El centro de Grecia, situado al oeste de Atenas, está atiborrado de lugares similares, donde un pasado rico en leyendas y mitos proporciona el contexto perfecto a la belleza y la singularidad del presente. Un recorrido de cuatro días en coche por el camino por el que marcharon los guerreros ofrece calzadas que hacen que el corazón se acelere, templos que arrancan suspiros y una invitación a conectarse con el estilo de vida sencillo de los griegos de antaño.
RECORDAR A LOS ESPARTANOS
Luego de dirigirte al oeste de Atenas por la carretera E94, únete a los autobuses turísticos estacionados junto al Canal Corintio, una zanja de casi seis kilómetros y medio de aguas color turquesa que conecta dos mares; 40 kilómetros más adelante por el mismo camino, se encuentra Micenas, un palacio de la Edad de Piedra construido con bloques de piedra caliza tan descomunales, que la leyenda asegura que sólo un cíclope pudo haberlos apilado.
Deja atrás las multitudes y dirígete al sur, al corazón de la península del Peloponeso, a lo largo de la carretera E65 que va hacia Esparta. Aunque los prácticos espartanos no eran magníficos arquitectos ni artistas como sus rivales atenienses, aquí se pueden hallar discretos placeres.
En el centro del poblado, el pequeño Museo arqueológico de esparta contiene un hermoso busto que se dice representa al rey Leónidas, figuras de terracota y adornos de hueso de los días de gloria, así como una colección de lápidas, las cuales, en el espíritu de la convicción que reinaba en esta ciudad, según la cual los ciudadanos debían convertirse en soldados o parirlos, fueron asignadas únicamente a quienes murieron en batalla o al dar a luz.

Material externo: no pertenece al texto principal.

//! Delve headless runner.
//!
//! Runs a session of the simulation core without a window: the built-in
//! contact detector stands in for physics, a scripted autopilot plays the
//! controller, and audio commands are logged by a stand-in audio thread.
//!
//! # Running
//!
//! ```sh
//! cargo run --release -- --seed 42 --frames 3600
//! cargo run -- --dump-map --sections 4x4
//! ```

mod components;
mod entities;
mod error;
mod events;
mod game;
mod resources;
mod scene;
mod systems;

use std::path::PathBuf;
use std::thread;

use bevy_ecs::prelude::*;
use clap::Parser;
use crossbeam_channel::Receiver;
use glam::Vec2;

use crate::components::mapposition::MapPosition;
use crate::components::movement::EnemyMove;
use crate::events::audio::AudioCmd;
use crate::events::input::{ControllerButton, ControllerEvent, ControllerStick};
use crate::resources::gameconfig::GameConfig;
use crate::resources::gamestate::GameMode;
use crate::resources::tilemap::TileMap;
use crate::scene::Scene;

/// Delve, headless
#[derive(Parser)]
#[command(version, about = "Runs the Delve simulation core without a window.")]
struct Cli {
    /// INI configuration file (default: ./delve.ini, ignored if missing).
    #[arg(long, value_name = "PATH")]
    config: Option<PathBuf>,

    /// Seed for level generation.
    #[arg(long)]
    seed: Option<u64>,

    /// Number of frames to simulate at 60 fps.
    #[arg(long, default_value_t = 3600)]
    frames: u32,

    /// Level size in sections, e.g. 5x3.
    #[arg(long, value_name = "WxH", value_parser = parse_sections)]
    sections: Option<(usize, usize)>,

    /// Print the first generated level as ASCII and exit.
    #[arg(long)]
    dump_map: bool,

    /// JSON file with section catalogs to use instead of the built-in ones.
    #[arg(long, value_name = "PATH")]
    catalog: Option<PathBuf>,
}

fn parse_sections(s: &str) -> Result<(usize, usize), String> {
    let (w, h) = s
        .split_once(['x', 'X'])
        .ok_or_else(|| format!("expected WxH, got {s:?}"))?;
    let w = w.trim().parse().map_err(|e| format!("bad width: {e}"))?;
    let h = h.trim().parse().map_err(|e| format!("bad height: {e}"))?;
    Ok((w, h))
}

fn load_config(cli: &Cli) -> error::Result<GameConfig> {
    let mut config = match &cli.config {
        Some(path) => {
            let mut config = GameConfig::with_path(path);
            config.load_from_file()?;
            config
        }
        None => {
            let mut config = GameConfig::new();
            if let Err(e) = config.load_from_file() {
                log::debug!("Using default config: {}", e);
            }
            config
        }
    };
    if cli.seed.is_some() {
        config.seed = cli.seed;
    }
    if let Some((w, h)) = cli.sections {
        config.level.layout.sections_x = w;
        config.level.layout.sections_y = h;
    }
    if cli.catalog.is_some() {
        config.level.catalog = cli.catalog.clone();
    }
    config.contact_detection = true;
    Ok(config)
}

fn spawn_audio_logger(rx: Receiver<AudioCmd>) -> thread::JoinHandle<()> {
    thread::spawn(move || {
        for cmd in rx.iter() {
            match cmd {
                AudioCmd::Shutdown => break,
                cmd => log::debug!("audio: {:?}", cmd),
            }
        }
        log::debug!("Audio thread stopped");
    })
}

/// Scripted controller: confirms every prompt, wanders, and throws at the
/// nearest enemy in range.
struct Autopilot {
    rng: fastrand::Rng,
    wander_left: f32,
    confirm_left: f32,
    aim_range: f32,
}

impl Autopilot {
    fn new(seed: Option<u64>, aim_range: f32) -> Self {
        Autopilot {
            rng: seed.map_or_else(fastrand::Rng::new, fastrand::Rng::with_seed),
            wander_left: 0.0,
            confirm_left: 0.5,
            aim_range,
        }
    }

    fn drive(&mut self, scene: &mut Scene, dt: f32) {
        match scene.mode() {
            GameMode::Initial | GameMode::Win | GameMode::Lose => {
                self.confirm_left -= dt;
                if self.confirm_left <= 0.0 {
                    self.confirm_left = 0.5;
                    scene.send_input(ControllerEvent::press(ControllerButton::A));
                    scene.send_input(ControllerEvent::release(ControllerButton::A));
                }
            }
            GameMode::Active => {
                self.wander_left -= dt;
                if self.wander_left <= 0.0 {
                    self.wander_left = 1.0;
                    let angle = self.rng.f32() * std::f32::consts::TAU;
                    scene.send_input(ControllerEvent::stick(
                        ControllerStick::Left,
                        angle.cos(),
                        angle.sin(),
                    ));
                }
                let aim = self.nearest_enemy_offset(scene).unwrap_or(Vec2::ZERO);
                scene.send_input(ControllerEvent::stick(ControllerStick::Right, aim.x, aim.y));
            }
            GameMode::Paused | GameMode::Limbo => {}
        }
    }

    fn nearest_enemy_offset(&self, scene: &mut Scene) -> Option<Vec2> {
        let player = scene.player()?;
        let world = scene.world_mut();
        let player_pos = world.get::<MapPosition>(player)?.pos;
        world
            .query_filtered::<&MapPosition, With<EnemyMove>>()
            .iter(world)
            .map(|p| p.pos - player_pos)
            .filter(|offset| offset.length() < self.aim_range)
            .min_by(|a, b| a.length_squared().total_cmp(&b.length_squared()))
    }
}

fn main() {
    env_logger::Builder::from_env(env_logger::Env::default().default_filter_or("info")).init();

    let cli = Cli::parse();
    let config = match load_config(&cli) {
        Ok(config) => config,
        Err(e) => {
            eprintln!("Error: {e}");
            std::process::exit(1);
        }
    };
    let seed = config.seed;
    let aim_range = config.enemy.sense_radius;
    let max_step = config.max_step;

    let mut scene = match Scene::new(config) {
        Ok(scene) => scene,
        Err(e) => {
            eprintln!("Error: {e}");
            std::process::exit(1);
        }
    };

    if cli.dump_map {
        match scene.world().get_resource::<TileMap>() {
            Some(map) => print!("{}", map.to_ascii()),
            None => {
                eprintln!("Error: no level was generated");
                std::process::exit(1);
            }
        }
        return;
    }

    log::info!("Delve running headless for {} frames", cli.frames);
    let audio = spawn_audio_logger(scene.install_audio());
    let mut autopilot = Autopilot::new(seed, aim_range);
    let mut last_mode = scene.mode();
    for _ in 0..cli.frames {
        autopilot.drive(&mut scene, max_step);
        scene.tick(max_step);
        let mode = scene.mode();
        if mode != last_mode {
            log::info!(
                "Level {}: {:?} -> {:?}, health {}",
                scene.difficulty(),
                last_mode,
                mode,
                scene.health()
            );
            last_mode = mode;
        }
    }

    scene.shutdown_audio();
    if audio.join().is_err() {
        log::error!("Audio thread panicked");
    }
    log::info!(
        "Finished at level {} in {:?} with health {}",
        scene.difficulty(),
        scene.mode(),
        scene.health()
    );
}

Aunque la ciudad de Esparta en sí tiene un aspecto moderno nada notable, la antigua Acrópolis muestra un exuberante despliegue de flores amarillas bajo los olivos, algunos de ellos tan gruesos y retorcidos que parecen igual de viejos que las ruinas cubiertas de musgo.
Al visitar la Acrópolis queda claro por qué los espartanos se asentaron aquí. Un valle sinuoso que alguna vez alimentó al aparato de la guerra se extiende hacia el sur; hacia el oeste se halla el macizo montañoso de Taigetos, con sus cumbres nevadas. Cerca de ahí se encuentra Mistras, el último vestigio del Imperio Bizantino, con sus edificaciones apiladas en la ladera de la montaña.
Rodeado de siglos de historia y tradiciones, organiza tu agenda mientras va transcurriendo la tarde, de manera nada marcial, envuelto en la tibieza del sol y la brisa salada.